I started the week with the Dixie Chicks, some powerful lyrics and harmony from two albums following their post-George Bush debacle- 16 songs.  Then on to David Allan Coe- 21 songs.  Waylan Jennings, Willie Nelson and David Allan Coe combined for 54 songs, with some David Allan Coe possibly duplicates.

Eric Burdon had 59 songs, 71 counting 12 by the Animals.  I moved on to Kansas, worrying that I might not have transferred the Kansas playlists, but, alas, there were 70 Kansas songs from 6 albums.

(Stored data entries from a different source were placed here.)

impl Planner {
    pub fn new(schema: SchemaRegistry) -> Self {
        Self { schema }
    }

    pub fn plan(&self, query: SearchQuery) -> Result<PlannedQuery, InvalidQuery> {
        self.validate(&query, &QueryPath::root())?;
        let requires_scoring = !query.keywords.is_empty()
            || !query.filter.as_ref().map(Filter::is_always_non_scoring).unwrap_or(true);
        let query = self.rewrite(query);
        Ok(PlannedQuery { query, requires_scoring })
    }

    // ---- validation (§4.1) ----

    fn validate(&self, query: &SearchQuery, path: &QueryPath) -> Result<(), InvalidQuery> {
        let ns = self
            .schema
            .lookup(&query.namespace)
            .ok_or_else(|| path.field("namespace").invalid(format!("unknown namespace `{}`", query.namespace)))?;

        if let Some(filter) = &query.filter {
            self.validate_filter(filter, ns, &path.field("filter"))?;
        }

        for (gi, group) in query.keywords.groups.iter().enumerate() {
            let group_path = path.field("keywords").index("groups", gi);
            if group.min_should_match as usize > group.terms.len() {
                return Err(group_path
                    .field("minShouldMatch")
                    .invalid("minShouldMatch exceeds the number of terms in the group"));
            }
        }
        for (vi, vq) in query.keywords.vector_queries.iter().enumerate() {
            let vq_path = path.field("keywords").index("vectorQueries", vi);
            if vq.k == 0 {
                return Err(vq_path.field("k").invalid("k must be > 0"));
            }
            self.validate_vector_field(&vq.field, vq.target.len(), ns, &vq_path)?;
        }

        if let Some(group_by) = &query.group_by {
            if !ns.has_field(&group_by.field) {
                return Err(path
                    .field("groupBy")
                    .invalid(format!("field `{}` does not exist on namespace `{}`", group_by.field, ns.name)));
            }
        }

        for (fi, facet) in query.facet.iter().enumerate() {
            if !ns.has_field(&facet.field) {
                return Err(path
                    .index("facet", fi)
                    .invalid(format!("field `{}` does not exist on namespace `{}`", facet.field, ns.name)));
            }
        }

        for (si, sort_key) in query.phased_sort_by.iter().enumerate() {
            if let SortKey::Field { name } = &sort_key.key {
                if !ns.has_field(name) {
                    return Err(path
                        .index("phasedSortBy", si)
                        .invalid(format!("field `{name}` does not exist on namespace `{}`", ns.name)));
                }
            }
        }

        for field in &query.return_fields {
            if !ns.has_field(field) {
                return Err(path
                    .field("returnFields")
                    .invalid(format!("field `{field}` does not exist on namespace `{}`", ns.name)));
            }
        }

        for reordering in &query.reorderings {
            if let Reordering::BoostByContextFeature { context_feature, .. } = reordering {
                if !query.context_features.iter().any(|f| f == context_feature) {
                    return Err(path.field("reorderings").invalid(format!(
                        "context feature `{context_feature}` is not declared in contextFeatures"
                    )));
                }
            }
        }

        if let Some(join) = &query.join {
            for (ii, inner) in join.inner_search_queries.iter().enumerate() {
                let inner_path = path.field("join").index("innerSearchQueries", ii);
                self.validate(inner, &inner_path)?;
                let candidates = ns.foreign_keys_to(&inner.namespace);
                if candidates.is_empty() {
                    return Err(inner_path.invalid(format!(
                        "namespace `{}` has no foreign key referencing `{}`",
                        ns.name, inner.namespace
                    )));
                }
                if candidates.len() > 1 {
                    return Err(inner_path.invalid(format!(
                        "namespace `{}` has more than one foreign key referencing `{}`; ambiguous join",
                        ns.name, inner.namespace
                    )));
                }
            }
        }

        Ok(())
    }

    fn validate_vector_field(
        &self,
        field: &str,
        target_len: usize,
        ns: &Namespace,
        path: &QueryPath,
    ) -> Result<(), InvalidQuery> {
        match ns.field(field).map(|f| &f.field_type) {
            Some(FieldType::Vector { dim }) if *dim as usize == target_len => Ok(()),
            Some(FieldType::Vector { dim }) => Err(path.field("field").invalid(format!(
                "vector field `{field}` has dimension {dim}, target has dimension {target_len}"
            ))),
            Some(_) => Err(path.field("field").invalid(format!("field `{field}` is not a vector field"))),
            None => Err(path
                .field("field")
                .invalid(format!("field `{field}` does not exist on namespace `{}`", ns.name))),
        }
    }

    fn field_type(&self, ns: &Namespace, field: &str) -> Option<FieldType> {
        if field == ns.primary_key_field {
            return Some(FieldType::String);
        }
        ns.field(field).map(|f| f.field_type.clone())
    }

    fn validate_filter(&self, filter: &Filter, ns: &Namespace, path: &QueryPath) -> Result<(), InvalidQuery> {
        match filter {
            Filter::Term { field, value } => {
                let ty = self
                    .field_type(ns, field)
                    .ok_or_else(|| path.field("field").invalid(format!("field `{field}` does not exist on namespace `{}`", ns.name)))?;
                if !ty.accepts(value) {
                    return Err(path.field("value").invalid(format!("value is not compatible with the type of `{field}`")));
                }
                Ok(())
            }
            Filter::TermInSet { field, values } => {
                let ty = self
                    .field_type(ns, field)
                    .ok_or_else(|| path.field("field").invalid(format!("field `{field}` does not exist on namespace `{}`", ns.name)))?;
                for value in values {
                    if !ty.accepts(value) {
                        return Err(path.field("values").invalid(format!("value is not compatible with the type of `{field}`")));
                    }
                }
                Ok(())
            }
            Filter::PointRange { field, lo, hi } => {
                let ty = self
                    .field_type(ns, field)
                    .ok_or_else(|| path.field("field").invalid(format!("field `{field}` does not exist on namespace `{}`", ns.name)))?;
                if !matches!(ty, FieldType::Int64 | FieldType::Double) {
                    return Err(path.field("field").invalid(format!("field `{field}` is not an orderable numeric field")));
                }
                if let Some(lo) = lo {
                    if !ty.accepts(lo) {
                        return Err(path.field("lo").invalid("lo is not compatible with the field's type"));
                    }
                }
                if let Some(hi) = hi {
                    if !ty.accepts(hi) {
                        return Err(path.field("hi").invalid("hi is not compatible with the field's type"));
                    }
                }
                Ok(())
            }
            Filter::GeoDistance { field, lat, lon, meters } => {
                match self.field_type(ns, field) {
                    Some(FieldType::GeoPoint) => {}
                    Some(_) => return Err(path.field("field").invalid(format!("field `{field}` is not a geo-point field"))),
                    None => return Err(path.field("field").invalid(format!("field `{field}` does not exist on namespace `{}`", ns.name))),
                }
                if !lat.is_finite() || !(-90.0..=90.0).contains(lat) {
                    return Err(path.field("lat").invalid("latitude must be finite and in [-90, 90]"));
                }
                if !lon.is_finite() || !(-180.0..=180.0).contains(lon) {
                    return Err(path.field("lon").invalid("longitude must be finite and in [-180, 180]"));
                }
                if !meters.is_finite() || *meters <= 0.0 {
                    return Err(path.field("meters").invalid("radius must be finite and positive"));
                }
                Ok(())
            }
            Filter::Vector { field, target, k, filter } => {
                if *k == 0 {
                    return Err(path.field("k").invalid("k must be > 0"));
                }
                self.validate_vector_field(field, target.len(), ns, path)?;
                if let Some(inner) = filter {
                    self.validate_filter(inner, ns, &path.field("filter"))?;
                }
                Ok(())
            }
            Filter::Boolean { clauses, min_should_match } => {
                let should_count = clauses.iter().filter(|(occur, _)| *occur == Occur::Should).count();
                if *min_should_match as usize > should_count {
                    return Err(path
                        .field("minShouldMatch")
                        .invalid("minShouldMatch exceeds the number of SHOULD clauses"));
                }
                for (ci, (_, child)) in clauses.iter().enumerate() {
                    self.validate_filter(child, ns, &path.index("clauses", ci))?;
                }
                Ok(())
            }
            Filter::ReferenceFieldInSet { field, ref_namespace, ref_field } => {
                if !ns.has_field(field) {
                    return Err(path.field("field").invalid(format!("field `{field}` does not exist on namespace `{}`", ns.name)));
                }
                let ref_ns = self
                    .schema
                    .lookup(ref_namespace)
                    .ok_or_else(|| path.field("refNamespace").invalid(format!("unknown namespace `{ref_namespace}`")))?;
                if !ref_ns.has_field(ref_field) {
                    return Err(path
                        .field("refField")
                        .invalid(format!("field `{ref_field}` does not exist on namespace `{ref_namespace}`")));
                }
                Ok(())
            }
        }
    }

    // ---- rewrites (§4.1) ----

    fn rewrite(&self, mut query: SearchQuery) -> SearchQuery {
        if let Some(join) = query.join.take() {
            let inner = join
                .inner_search_queries
                .into_iter()
                .map(|q| self.rewrite(q))
                .collect();
            query.join = Some(crate::ast::Join { inner_search_queries: inner });
        }

        let namespace = query.namespace.clone();
        let user_filter = query.filter.take().map(rewrite_filter);
        query.filter = Some(push_down_namespace(user_filter, &namespace));
        query
    }
}
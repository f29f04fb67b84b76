use serde::{Deserialize, Serialize};

/// Tagged union over every scalar (and homogeneous-list) value a field can
/// hold (§3 Field value). Nulls are represented by absence, never by a
/// variant of this type.
///
/// List-of-documents (attached children) is deliberately not a variant
/// here: child attachments are a per-request, per-join concern owned by the
/// in-flight `Document` type in `lattice-search`, not a stored field value.
#[derive(Debug, Clone, PartialEq, Serialize, Deserialize)]
#[serde(tag = "type", content = "value", rename_all = "snake_case")]
pub enum FieldValue {
    String(String),
    Int64(i64),
    Double(f64),
    Boolean(bool),
    GeoPoint { lat: f64, lon: f64 },
    Vector(Vec<f32>),
    List(Vec<FieldValue>),
}

impl FieldValue {
    pub fn as_str(&self) -> Option<&str> {
        match self {
            FieldValue::String(s) => Some(s.as_str()),
            _ => None,
        }
    }

    pub fn as_i64(&self) -> Option<i64> {
        match self {
            FieldValue::Int64(v) => Some(*v),
            _ => None,
        }
    }

    pub fn as_f64(&self) -> Option<f64> {
        match self {
            FieldValue::Double(v) => Some(*v),
            FieldValue::Int64(v) => Some(*v as f64),
            _ => None,
        }
    }

    pub fn as_bool(&self) -> Option<bool> {
        match self {
            FieldValue::Boolean(v) => Some(*v),
            _ => None,
        }
    }

    pub fn as_geo_point(&self) -> Option<(f64, f64)> {
        match self {
            FieldValue::GeoPoint { lat, lon } => Some((*lat, *lon)),
            _ => None,
        }
    }

    pub fn as_vector(&self) -> Option<&[f32]> {
        match self {
            FieldValue::Vector(v) => Some(v.as_slice()),
            _ => None,
        }
    }
}

/// The field type a `Namespace` declares, independent of any particular
/// document's value for that field.
#[derive(Debug, Clone, PartialEq, Eq, Serialize, Deserialize)]
#[serde(rename_all = "snake_case")]
pub enum FieldType {
    String,
    Int64,
    Double,
    Boolean,
    GeoPoint,
    Vector { dim: u32 },
    List(Box<FieldType>),
}

impl FieldType {
    /// Whether a given value could plausibly have come from a field of this
    /// type; used by the planner to reject type-mismatched filters (§4.1).
    pub fn accepts(&self, value: &FieldValue) -> bool {
        match (self, value) {
            (FieldType::String, FieldValue::String(_)) => true,
            (FieldType::Int64, FieldValue::Int64(_)) => true,
            (FieldType::Double, FieldValue::Double(_) | FieldValue::Int64(_)) => true,
            (FieldType::Boolean, FieldValue::Boolean(_)) => true,
            (FieldType::GeoPoint, FieldValue::GeoPoint { .. }) => true,
            (FieldType::Vector { dim }, FieldValue::Vector(v)) => v.len() as u32 == *dim,
            (FieldType::List(inner), FieldValue::List(items)) => {
                items.iter().all(|item| inner.accepts(item))
            }
            _ => false,
        }
    }
}
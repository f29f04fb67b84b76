// Copyright (C) 2024 Lattice Search, Inc.
//
// Lattice Search is offered under the AGPL v3.0 and as commercial software.
// For commercial licensing, contact us at hello@latticesearch.io.
//
// AGPL:
// This program is free software: you can redistribute it and/or modify
// it under the terms of the GNU Affero General Public License as
// published by the Free Software Foundation, either version 3 of the
// License, or (at your option) any later version.
//
// This program is distributed in the hope that it will be useful,
// but WITHOUT ANY WARRANTY; without even the implied warranty of
// MERCHANTABILITY or FITNESS FOR A PARTICULAR PURPOSE. See the
// GNU Affero General Public License for more details.
//
// You should have received a copy of the GNU Affero General Public License
// along with this program. If not, see <http://www.gnu.org/licenses/>.

//! Ambient primitives shared by every lattice-search crate: logging setup,
//! metrics registration helpers, the stable micro-shard hash, and the
//! `ServiceError` trait used to classify errors for callers.

pub mod error;
pub mod hash;
pub mod logging;
pub mod metrics;

pub use error::ServiceError;
pub use hash::stable_hash_mod;
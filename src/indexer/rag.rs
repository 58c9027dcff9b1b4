use crate::chunker;
use crate::config::ChunkingConfig;
use crate::embeddings::EmbeddingProvider;
use crate::error::{RagError, Result};
use crate::extractor::{ExtractedText, ExtractorRegistry};
use crate::indexer::Indexer;
use crate::models::{ChunkMeta, CompactionStats, IndexSummary};
use crate::store::{FlatIndex, LoadOutcome, MetaStore, StorePaths};
use crate::utils;
use std::collections::HashSet;
use std::path::Path;
use std::sync::Arc;
use tokio::sync::Mutex;
use tracing::{debug, info, warn};

/// Persistent retrieval index: a flat vector file plus its metadata sidecar.
///
/// All writes go through `writer`, which owns the in-memory copy of the vector
/// index. Holding it across a whole `index_file` call keeps the vector append
/// and the metadata append one logical transaction: metadata ids start at the
/// row count observed before the append.
pub struct RagIndex {
    paths: StorePaths,
    meta: MetaStore,
    embedder: Arc<dyn EmbeddingProvider>,
    extractors: ExtractorRegistry,
    chunking: ChunkingConfig,
    writer: Mutex<FlatIndex>,
    recovery: Option<String>,
}

impl RagIndex {
    /// Open (or create) the index stored under `home`.
    ///
    /// A corrupt vector file is replaced by an empty index and the sidecar is
    /// moved aside, so ids handed out from now on cannot collide with stale
    /// entries. The same happens to a sidecar left without its vector file, and
    /// to one holding ids past the last vector row. An interrupted compaction is
    /// finished or discarded first.
    pub async fn open(
        home: impl AsRef<Path>,
        embedder: Arc<dyn EmbeddingProvider>,
        chunking: ChunkingConfig,
    ) -> Result<Self> {
        let paths = StorePaths::new(home);
        tokio::fs::create_dir_all(&paths.home).await?;
        let meta = MetaStore::new(&paths.meta);

        let (mut index, outcome) = FlatIndex::open(&paths.vectors, embedder.dimension())?;
        let mut recovery = match outcome {
            LoadOutcome::Loaded => None,
            LoadOutcome::Fresh if !meta.exists() => None,
            LoadOutcome::Fresh => Some(format!(
                "vector index {} is missing; previous metadata was set aside",
                paths.vectors.display()
            )),
            LoadOutcome::Recovered { reason } => Some(format!(
                "vector index {} was unreadable ({reason}); started a fresh index",
                paths.vectors.display()
            )),
        };
        if recovery.is_none() {
            settle_staged_compaction(&meta, &index)?;
            if let Some(max_id) = meta.read_all()?.iter().map(|m| m.id).max() {
                if max_id >= index.len() as u64 {
                    recovery = Some(format!(
                        "metadata refers to row {max_id} but {} holds {} rows; started a fresh index",
                        paths.vectors.display(),
                        index.len()
                    ));
                    index = FlatIndex::new(embedder.dimension());
                    index.persist(&paths.vectors)?;
                }
            }
        } else {
            meta.staged().remove()?;
        }
        if let Some(message) = &recovery {
            warn!("{}", message);
            meta.quarantine()?;
        }

        info!(
            "Opened index at {} ({} rows)",
            paths.home.display(),
            index.len()
        );

        Ok(Self {
            paths,
            meta,
            embedder,
            extractors: ExtractorRegistry::new(),
            chunking,
            writer: Mutex::new(index),
            recovery,
        })
    }

    pub fn paths(&self) -> &StorePaths {
        &self.paths
    }

    pub fn embedder(&self) -> Arc<dyn EmbeddingProvider> {
        Arc::clone(&self.embedder)
    }

    /// Why prior content was discarded when this index was opened, if it was
    pub fn recovered_from_corruption(&self) -> Option<&str> {
        self.recovery.as_deref()
    }

    /// Rows in the vector index, tombstoned rows included
    pub async fn size(&self) -> usize {
        self.writer.lock().await.len()
    }

    pub async fn active_count(&self) -> Result<usize> {
        let _guard = self.writer.lock().await;
        self.meta.active_count()
    }

    /// Delete both persisted files and start over empty
    pub async fn reset(&self) -> Result<()> {
        let mut index = self.writer.lock().await;
        match tokio::fs::remove_file(&self.paths.vectors).await {
            Ok(()) => {}
            Err(e) if e.kind() == std::io::ErrorKind::NotFound => {}
            Err(e) => return Err(e.into()),
        }
        self.meta.remove()?;
        *index = FlatIndex::new(self.embedder.dimension());
        info!("Index at {} reset", self.paths.home.display());
        Ok(())
    }

    /// Rebuild both files from live entries only, renumbering ids from 0.
    ///
    /// The new sidecar is staged next to the old one, then the vector file is
    /// replaced, then the staged sidecar is renamed into place. `open` settles a
    /// compaction cut short between those steps. Live entries whose id has no
    /// row are dropped.
    pub async fn compact(&self) -> Result<CompactionStats> {
        let mut index = self.writer.lock().await;
        let rows_before = index.len();

        let mut live: Vec<ChunkMeta> = self
            .meta
            .read_all()?
            .into_iter()
            .filter(|m| !m.deleted)
            .collect();
        live.sort_by_key(|m| m.id);
        live.dedup_by_key(|m| m.id);

        let mut compacted = FlatIndex::new(index.dimension());
        let mut kept = Vec::with_capacity(live.len());
        for mut entry in live {
            let Some(vector) = usize::try_from(entry.id).ok().and_then(|row| index.vector(row)) else {
                warn!("Dropping metadata entry {} with no vector row", entry.id);
                continue;
            };
            compacted.add(&[vector.to_vec()])?;
            entry.id = kept.len() as u64;
            kept.push(entry);
        }

        let staged = self.meta.staged();
        staged.rewrite(&kept)?;
        if let Err(e) = compacted.persist(&self.paths.vectors) {
            staged.remove()?;
            return Err(e);
        }
        self.meta.commit_staged()?;
        *index = compacted;

        let stats = CompactionStats {
            rows_before,
            rows_after: index.len(),
        };
        info!(
            "Compacted index: {} rows -> {} rows",
            stats.rows_before, stats.rows_after
        );
        Ok(stats)
    }

    /// Chunk extracted text: per page when paged, else as one document
    fn chunk(&self, extracted: &ExtractedText) -> Vec<(Option<u32>, String)> {
        let windows = |text: &str| {
            chunker::iter_sliding_windows(text, self.chunking.max_chars, self.chunking.overlap)
        };
        match &extracted.pages {
            Some(pages) => pages
                .iter()
                .flat_map(|(page, text)| windows(text.as_str()).into_iter().map(move |c| (Some(*page), c)))
                .filter(|(_, c)| !c.trim().is_empty())
                .collect(),
            None => windows(extracted.text.as_str())
                .into_iter()
                .filter(|c| !c.trim().is_empty())
                .map(|c| (None, c))
                .collect(),
        }
    }
}
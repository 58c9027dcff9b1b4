use crate::embeddings::EmbeddingProvider;
use crate::error::{RagError, Result};
use anyhow::Context;
use serde::{Deserialize, Serialize};

/// Local embedding provider using the Ollama batch embedding API
pub struct LocalEmbeddingProvider {
    base_url: String,
    model: String,
    dimension: usize,
    batch_size: usize,
    client: reqwest::Client,
}

impl LocalEmbeddingProvider {
    /// Determine embedding dimension from model name
    pub(crate) fn get_dimension_for_model(model: &str) -> usize {
        match model {
            m if m.contains("all-minilm") => 384,
            m if m.contains("mxbai-embed") => 1024,
            m if m.contains("nomic-embed") => 768,
            _ => 384,
        }
    }

    /// Create a new local embedding provider using Ollama.
    /// Uses provided dimension, or derives it from the model name.
    pub fn new(base_url: Option<&str>, model: Option<&str>, dimension: Option<usize>) -> Self {
        let model_name = model.unwrap_or("all-minilm").to_string();
        let dimension = dimension.unwrap_or_else(|| Self::get_dimension_for_model(&model_name));

        Self {
            base_url: base_url.unwrap_or("http://127.0.0.1:11434").to_string(),
            model: model_name,
            dimension,
            batch_size: crate::embeddings::DEFAULT_BATCH_SIZE,
            client: reqwest::Client::new(),
        }
    }

    pub fn with_batch_size(mut self, batch_size: usize) -> Self {
        self.batch_size = batch_size.max(1);
        self
    }

    async fn request(&self, texts: &[String]) -> anyhow::Result<Vec<Vec<f32>>> {
        let url = format!("{}/api/embed", self.base_url);

        let request = OllamaEmbedRequest {
            model: &self.model,
            input: texts,
        };

        let response = self
            .client
            .post(&url)
            .json(&request)
            .send()
            .await
            .context("Failed to connect to Ollama")?;

        if !response.status().is_success() {
            anyhow::bail!("Ollama API returned error: {}", response.status());
        }

        let body: OllamaEmbedResponse = response
            .json()
            .await
            .context("Failed to parse Ollama embedding response")?;

        Ok(body.embeddings)
    }
}

#[derive(Serialize)]
struct OllamaEmbedRequest<'a> {
    model: &'a str,
    input: &'a [String],
}

#[derive(Deserialize)]
struct OllamaEmbedResponse {
    embeddings: Vec<Vec<f32>>,
}

#[async_trait::async_trait]
impl EmbeddingProvider for LocalEmbeddingProvider {
    async fn compute_embeddings(&self, texts: &[String]) -> Result<Vec<Vec<f32>>> {
        self.request(texts)
            .await
            .map_err(|e| RagError::Embedding(format!("{e:#}")))
    }

    fn dimension(&self) -> usize {
        self.dimension
    }

    fn batch_size(&self) -> usize {
        self.batch_size
    }
}
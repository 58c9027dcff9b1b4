use crate::embeddings::EmbeddingProvider;
use crate::error::{RagError, Result};
use anyhow::Context;
use serde::Serialize;

/// Text Embeddings Inference (TEI) provider from Hugging Face
pub struct TeiEmbeddingProvider {
    base_url: String,
    dimension: usize,
    client: reqwest::Client,
}

impl TeiEmbeddingProvider {
    /// Create a new TEI embedding provider
    /// Default URL: http://127.0.0.1:8080
    pub fn new(base_url: Option<&str>, dimension: Option<usize>) -> Self {
        Self {
            base_url: base_url.unwrap_or("http://127.0.0.1:8080").to_string(),
            dimension: dimension.unwrap_or(384),
            client: reqwest::Client::new(),
        }
    }

    async fn request(&self, texts: &[String]) -> anyhow::Result<Vec<Vec<f32>>> {
        let url = format!("{}/embed", self.base_url);

        let request = TeiEmbeddingRequest {
            inputs: texts,
            truncate: Some(true),
        };

        let response = self
            .client
            .post(&url)
            .json(&request)
            .send()
            .await
            .context("Failed to connect to TEI server")?;

        if !response.status().is_success() {
            let status = response.status();
            let error_text = response.text().await.unwrap_or_default();
            anyhow::bail!("TEI API returned error {}: {}", status, error_text);
        }

        // TEI returns one embedding per input
        response
            .json::<Vec<Vec<f32>>>()
            .await
            .context("Failed to parse TEI embedding response")
    }
}

#[derive(Serialize)]
struct TeiEmbeddingRequest<'a> {
    inputs: &'a [String],
    #[serde(skip_serializing_if = "Option::is_none")]
    truncate: Option<bool>,
}

#[async_trait::async_trait]
impl EmbeddingProvider for TeiEmbeddingProvider {
    async fn compute_embeddings(&self, texts: &[String]) -> Result<Vec<Vec<f32>>> {
        self.request(texts)
            .await
            .map_err(|e| RagError::Embedding(format!("{e:#}")))
    }

    fn dimension(&self) -> usize {
        self.dimension
    }

    // TEI's default max client batch size
    fn batch_size(&self) -> usize {
        32
    }
}

#[cfg(test)]
mod tests {
    use super::*;

    #[test]
    fn test_tei_embedding_provider_creation() {
        let provider = TeiEmbeddingProvider::new(None, None);
        assert_eq!(provider.base_url, "http://127.0.0.1:8080");
        assert_eq!(provider.dimension(), 384);
    }

    #[test]
    fn test_tei_request_shape() {
        let texts = vec!["a".to_string(), "b".to_string()];
        let body = serde_json::to_value(TeiEmbeddingRequest {
            inputs: &texts,
            truncate: Some(true),
        })
        .unwrap();
        assert_eq!(body["inputs"], serde_json::json!(["a", "b"]));
        assert_eq!(body["truncate"], serde_json::json!(true));
    }

    #[tokio::test]
    #[ignore] // Requires TEI server running
    async fn test_tei_embedding_provider_compute() {
        let provider = TeiEmbeddingProvider::new(None, Some(384));
        let embedding = provider.embed_one("test content").await.unwrap();
        assert_eq!(embedding.len(), 384);
    }
}
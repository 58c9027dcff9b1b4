use crate::error::{RagError, Result};

/// Default number of texts sent to the model per encode call
pub const DEFAULT_BATCH_SIZE: usize = 64;

const NORM_EPSILON: f32 = 1e-12;

/// Divide each component by the L2 norm plus a small epsilon, so inner product
/// between two normalized vectors is their cosine similarity
pub fn normalize(vector: &mut [f32]) {
    let norm = vector.iter().map(|x| x * x).sum::<f32>().sqrt() + NORM_EPSILON;
    for value in vector.iter_mut() {
        *value /= norm;
    }
}

/// Trait for embedding providers that turn text into fixed-dimension vectors
#[async_trait::async_trait]
pub trait EmbeddingProvider: Send + Sync {
    /// Encode one batch of texts into raw (not necessarily normalized) vectors
    async fn compute_embeddings(&self, texts: &[String]) -> Result<Vec<Vec<f32>>>;

    /// Get the dimension of embeddings produced by this provider
    fn dimension(&self) -> usize;

    fn batch_size(&self) -> usize {
        DEFAULT_BATCH_SIZE
    }

    /// Encode texts in batches and L2-normalize every row.
    ///
    /// Fails if the model returns the wrong number of rows or a row of the
    /// wrong dimension.
    async fn embed(&self, texts: &[String]) -> Result<Vec<Vec<f32>>> {
        let mut vectors = Vec::with_capacity(texts.len());
        for batch in texts.chunks(self.batch_size().max(1)) {
            let batch_vectors = self.compute_embeddings(batch).await?;
            if batch_vectors.len() != batch.len() {
                return Err(RagError::Embedding(format!(
                    "model returned {} vectors for {} texts",
                    batch_vectors.len(),
                    batch.len()
                )));
            }
            vectors.extend(batch_vectors);
        }

        let expected = self.dimension();
        for vector in vectors.iter_mut() {
            if vector.len() != expected {
                return Err(RagError::DimensionMismatch {
                    expected,
                    actual: vector.len(),
                });
            }
            normalize(vector);
        }
        Ok(vectors)
    }

    /// Encode a single text (queries)
    async fn embed_one(&self, text: &str) -> Result<Vec<f32>> {
        self.embed(&[text.to_string()])
            .await?
            .into_iter()
            .next()
            .ok_or_else(|| RagError::Embedding("no embedding returned".to_string()))
    }
}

By far, my favorite, I never felt the same after the band split up.  Their solo endeavors didn't move me either.  But these six albums contain the most sophisticated instrumentation and lyrics of all bands in the 70s classic rock genre.

I am trying to get permission to use the artwork from their Song for America album, for the cover of my novel RockParty, but the artist, Peter Lloyd, died, and I have been unable to discover who now holds the rights.  I am also usng quotes from three of their songs to support the political premises of the book.

Here is the cover image- a twenty-first century American eagle with "talons made of steele", and, here is the lyrics quote from the first song of the first Kansas album, 1973, I think.


If you expect the freedom,
that you say is yours,
prove that you deserve it,
help us to preserve it,
or being free will just be
words and nothing more.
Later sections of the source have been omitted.